Quando fu il turno di Paride, un suo amico gli diede una spinta, che lo proiettò nel fiume. Essendo, in quella zona, il Danubio pieno di mulinelli, uno di questi trascinò Paride in fondo.
Lo stesso amico, Nando, provetto sub, si tuffò prima che i tedeschi avessero modo di accorgersi di quello che stava succedendo. Nando raggiunse Paride in fondo al fiume e afferrandolo per i capelli lo trascinò sulla riva opposta, ormai lontano dalla zattera nemica. Paride per questo si ammalò di pleurite. Nando salvato l'amico, riuscì a trascinarlo fino ad una cascina, dove dei contadini bulgari li nascosero, nutrendoli ogni giorno con uova appena covate.

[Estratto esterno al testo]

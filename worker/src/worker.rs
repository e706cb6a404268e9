//! A single fetch/dispatch/finish loop.
//!
//! A worker process runs `concurrency` of these concurrently (see
//! [`crate::app::App`]), each independently cycling through
//! `fetch_job -> dispatch -> finish_job`, idling on the shared [`WakeEvent`]
//! between empty fetches. This replaces the semaphore-gated spawn-per-job pool
//! the original webhook worker used: here a fixed number of long-lived loops is
//! what gives the process its concurrency, not a bound on concurrently spawned
//! tasks.

use std::sync::Arc;
use std::time::Duration as StdDuration;

use chrono::Utc;
use queue_common::connector::WakeEvent;
use queue_common::job::{FinishOutcome, Job};
use queue_common::retry::RetryPolicy;
use queue_common::{JobStore, TaskOutcome};
use tokio_util::sync::CancellationToken;

use crate::registry::{TaskContext, TaskFuture, TaskRegistry};
use queue_common::health::HealthHandle;

/// One cooperative fetch/dispatch/finish loop.
pub struct Worker {
    pub id: usize,
    pub store: Arc<JobStore>,
    pub registry: Arc<TaskRegistry>,
    pub queues: Vec<String>,
    pub poll_interval: StdDuration,
    pub wake: WakeEvent,
    pub liveness: HealthHandle,
    /// Governs the `scheduled_at` computed for a `TaskOutcome::JobRetry`.
    pub retry_policy: RetryPolicy,
    /// A job that has already reached this many attempts is failed terminally
    /// instead of retried again, regardless of what the task body requested.
    pub max_attempts: u32,
    /// Stop pulling new jobs. In-flight work is allowed to finish.
    pub soft_shutdown: CancellationToken,
    /// Abandon in-flight work immediately.
    pub hard_shutdown: CancellationToken,
}

impl Worker {
    pub async fn run(self) {
        loop {
            if self.soft_shutdown.is_cancelled() {
                tracing::debug!(worker_id = self.id, "soft shutdown observed, stopping");
                return;
            }

            let fetched = tokio::select! {
                biased;
                _ = self.hard_shutdown.cancelled() => return,
                res = self.store.fetch_job(&self.queues) => res,
            };

            match fetched {
                Ok(Some(job)) => {
                    self.liveness.report_healthy().await;
                    self.dispatch(job).await;
                }
                Ok(None) => {
                    self.liveness.report_healthy().await;
                    self.idle_wait().await;
                }
                Err(err) => {
                    tracing::error!(worker_id = self.id, error = %err, "fetch_job failed, backing off");
                    tokio::select! {
                        _ = self.hard_shutdown.cancelled() => return,
                        _ = tokio::time::sleep(self.poll_interval) => {}
                    }
                }
            }
        }
    }

    async fn idle_wait(&self) {
        tokio::select! {
            _ = self.wake.notified() => {}
            _ = tokio::time::sleep(self.poll_interval) => {}
            _ = self.soft_shutdown.cancelled() => {}
        }
    }

    async fn dispatch(&self, job: Job) {
        let Some(task) = self.registry.lookup(&job.task_name) else {
            tracing::error!(
                worker_id = self.id,
                job_id = job.id,
                task_name = %job.task_name,
                "no task registered under this name, marking failed"
            );
            if let Err(err) = self.store.finish_job(job.id, FinishOutcome::Failed).await {
                tracing::error!(job_id = job.id, error = %err, "failed to record TaskNotFound outcome");
            }
            return;
        };

        let ctx = TaskContext {
            job_id: job.id,
            attempts: job.attempts,
            args: job.args.clone(),
        };

        metrics::counter!("queue_jobs_started_total", "queue" => job.queue.clone(), "task" => job.task_name.clone())
            .increment(1);
        let started = std::time::Instant::now();

        let outcome = tokio::select! {
            biased;
            _ = self.hard_shutdown.cancelled() => {
                tracing::warn!(
                    worker_id = self.id,
                    job_id = job.id,
                    "hard shutdown requested mid-job, abandoning (job stays 'doing')"
                );
                return;
            }
            result = (task.func)(ctx) => result,
        };

        let elapsed = started.elapsed().as_secs_f64();
        metrics::histogram!("queue_job_duration_seconds", "queue" => job.queue.clone(), "task" => job.task_name.clone())
            .record(elapsed);

        self.record_outcome(&job, outcome).await;
    }

    async fn record_outcome(&self, job: &Job, outcome: Result<(), TaskOutcome>) {
        let result = match outcome {
            Ok(()) => self.store.finish_job(job.id, FinishOutcome::Succeeded).await,
            Err(TaskOutcome::JobAborted(reason)) => {
                tracing::warn!(job_id = job.id, reason, "task aborted job, no retry");
                self.store.abort_job(job.id).await
            }
            Err(TaskOutcome::JobRetry { preferred_retry_interval }) => {
                if job.attempts as u32 >= self.max_attempts {
                    tracing::error!(
                        job_id = job.id,
                        attempts = job.attempts,
                        max_attempts = self.max_attempts,
                        "task requested retry but the attempt ceiling was already reached, failing terminally"
                    );
                    metrics::counter!("queue_jobs_failed_total", "queue" => job.queue.clone(), "task" => job.task_name.clone())
                        .increment(1);
                    self.store.finish_job(job.id, FinishOutcome::Failed).await
                } else {
                    let delay = self
                        .retry_policy
                        .time_until_next_retry(job.attempts as u32 - 1, preferred_retry_interval);
                    let scheduled_at = now() + chrono::Duration::from_std(delay).unwrap_or(chrono::Duration::zero());
                    tracing::info!(job_id = job.id, %scheduled_at, "task requested retry");
                    metrics::counter!("queue_jobs_retried_total", "queue" => job.queue.clone(), "task" => job.task_name.clone())
                        .increment(1);
                    self.store.retry_job(job.id, scheduled_at).await
                }
            }
            Err(TaskOutcome::Failed(reason)) => {
                tracing::error!(job_id = job.id, error = reason, "task failed");
                metrics::counter!("queue_jobs_failed_total", "queue" => job.queue.clone(), "task" => job.task_name.clone())
                    .increment(1);
                self.store.finish_job(job.id, FinishOutcome::Failed).await
            }
        };

        if result.is_ok() {
            metrics::counter!("queue_jobs_succeeded_total", "queue" => job.queue.clone(), "task" => job.task_name.clone())
                .increment(1);
        } else if let Err(err) = result {
            tracing::error!(job_id = job.id, error = %err, "failed to record job outcome");
        }
    }
}

/// `Utc::now` indirection kept purely so call sites that compute a retry
/// `scheduled_at` read as intent rather than a raw clock call.
pub fn now() -> chrono::DateTime<Utc> {
    Utc::now()
}

#[cfg(test)]
mod tests {
    use super::*;
    use queue_common::connector::InMemoryConnector;
    use queue_common::health::HealthRegistry;
    use queue_common::job::{JobStatus, NewJob};

    async fn test_worker(registry: TaskRegistry) -> (Worker, Arc<JobStore>) {
        let store = Arc::new(JobStore::new(Arc::new(InMemoryConnector::new()), "procrastinate"));
        let liveness = HealthRegistry::new("test")
            .register("worker".to_owned(), time::Duration::seconds(60))
            .await;
        let worker = Worker {
            id: 0,
            store: store.clone(),
            registry: Arc::new(registry),
            queues: vec![],
            poll_interval: StdDuration::from_millis(10),
            wake: Arc::new(tokio::sync::Notify::new()),
            liveness,
            retry_policy: RetryPolicy::default(),
            max_attempts: 10,
            soft_shutdown: CancellationToken::new(),
            hard_shutdown: CancellationToken::new(),
        };
        (worker, store)
    }

    async fn fetched_job(store: &JobStore, task_name: &str) -> Job {
        store
            .defer_job(NewJob::new(task_name, "default", serde_json::json!({"a": 1})))
            .await
            .unwrap();
        store.fetch_job(&[]).await.unwrap().unwrap()
    }

    fn status_of(store_jobs: &[Job], id: i64) -> JobStatus {
        store_jobs.iter().find(|j| j.id == id).unwrap().status
    }

    #[tokio::test]
    async fn dispatch_marks_an_unknown_task_name_as_failed() {
        let (worker, store) = test_worker(TaskRegistry::new()).await;
        let job = fetched_job(&store, "nonexistent").await;

        worker.dispatch(job.clone()).await;

        let jobs = store.list_jobs(Some(job.id), None, None, None, None).await.unwrap();
        assert_eq!(status_of(&jobs, job.id), JobStatus::Failed);
    }

    #[tokio::test]
    async fn dispatch_finishes_successfully_on_ok() {
        let mut registry = TaskRegistry::new();
        registry.register(
            "ok_task",
            "default",
            Arc::new(|_ctx: TaskContext| -> TaskFuture { Box::pin(async { Ok(()) }) }),
        );
        let (worker, store) = test_worker(registry).await;
        let job = fetched_job(&store, "ok_task").await;

        worker.dispatch(job.clone()).await;

        let jobs = store.list_jobs(Some(job.id), None, None, None, None).await.unwrap();
        assert_eq!(status_of(&jobs, job.id), JobStatus::Succeeded);
    }

    #[tokio::test]
    async fn dispatch_reschedules_to_todo_on_job_retry() {
        let mut registry = TaskRegistry::new();
        registry.register(
            "retry_task",
            "default",
            Arc::new(|_ctx: TaskContext| -> TaskFuture {
                Box::pin(async {
                    Err(TaskOutcome::JobRetry {
                        preferred_retry_interval: None,
                    })
                })
            }),
        );
        let (worker, store) = test_worker(registry).await;
        let job = fetched_job(&store, "retry_task").await;

        worker.dispatch(job.clone()).await;

        let jobs = store.list_jobs(Some(job.id), None, None, None, None).await.unwrap();
        assert_eq!(status_of(&jobs, job.id), JobStatus::Todo);
    }

    #[tokio::test]
    async fn dispatch_fails_terminally_once_the_attempt_ceiling_is_reached() {
        let mut registry = TaskRegistry::new();
        registry.register(
            "always_retry_task",
            "default",
            Arc::new(|_ctx: TaskContext| -> TaskFuture {
                Box::pin(async {
                    Err(TaskOutcome::JobRetry {
                        preferred_retry_interval: None,
                    })
                })
            }),
        );
        let (mut worker, store) = test_worker(registry).await;
        worker.max_attempts = 1;
        let job = fetched_job(&store, "always_retry_task").await;
        assert_eq!(job.attempts, 1);

        worker.dispatch(job.clone()).await;

        let jobs = store.list_jobs(Some(job.id), None, None, None, None).await.unwrap();
        assert_eq!(status_of(&jobs, job.id), JobStatus::Failed);
    }

    #[tokio::test]
    async fn dispatch_fails_without_retry_on_job_aborted() {
        let mut registry = TaskRegistry::new();
        registry.register(
            "abort_task",
            "default",
            Arc::new(|_ctx: TaskContext| -> TaskFuture {
                Box::pin(async { Err(TaskOutcome::JobAborted("nope".to_owned())) })
            }),
        );
        let (worker, store) = test_worker(registry).await;
        let job = fetched_job(&store, "abort_task").await;

        worker.dispatch(job.clone()).await;

        let jobs = store.list_jobs(Some(job.id), None, None, None, None).await.unwrap();
        assert_eq!(status_of(&jobs, job.id), JobStatus::Failed);
    }
}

Quel giorno della fucilazione, laggiù nel fiume, Paride, pur salvandosi, venne ferito da una raffica di mitra alla gamba destra e per tutta la vita ne portò le cicatrici.
Quando Paride guarì fu, assieme a Nando, ricatturato e, il giorno prima della nuova esecuzione, ci fu la resa da parte dei tedeschi e così poterono salvarsi.
Finita la guerra, tornò a casa e la famiglia si riunì.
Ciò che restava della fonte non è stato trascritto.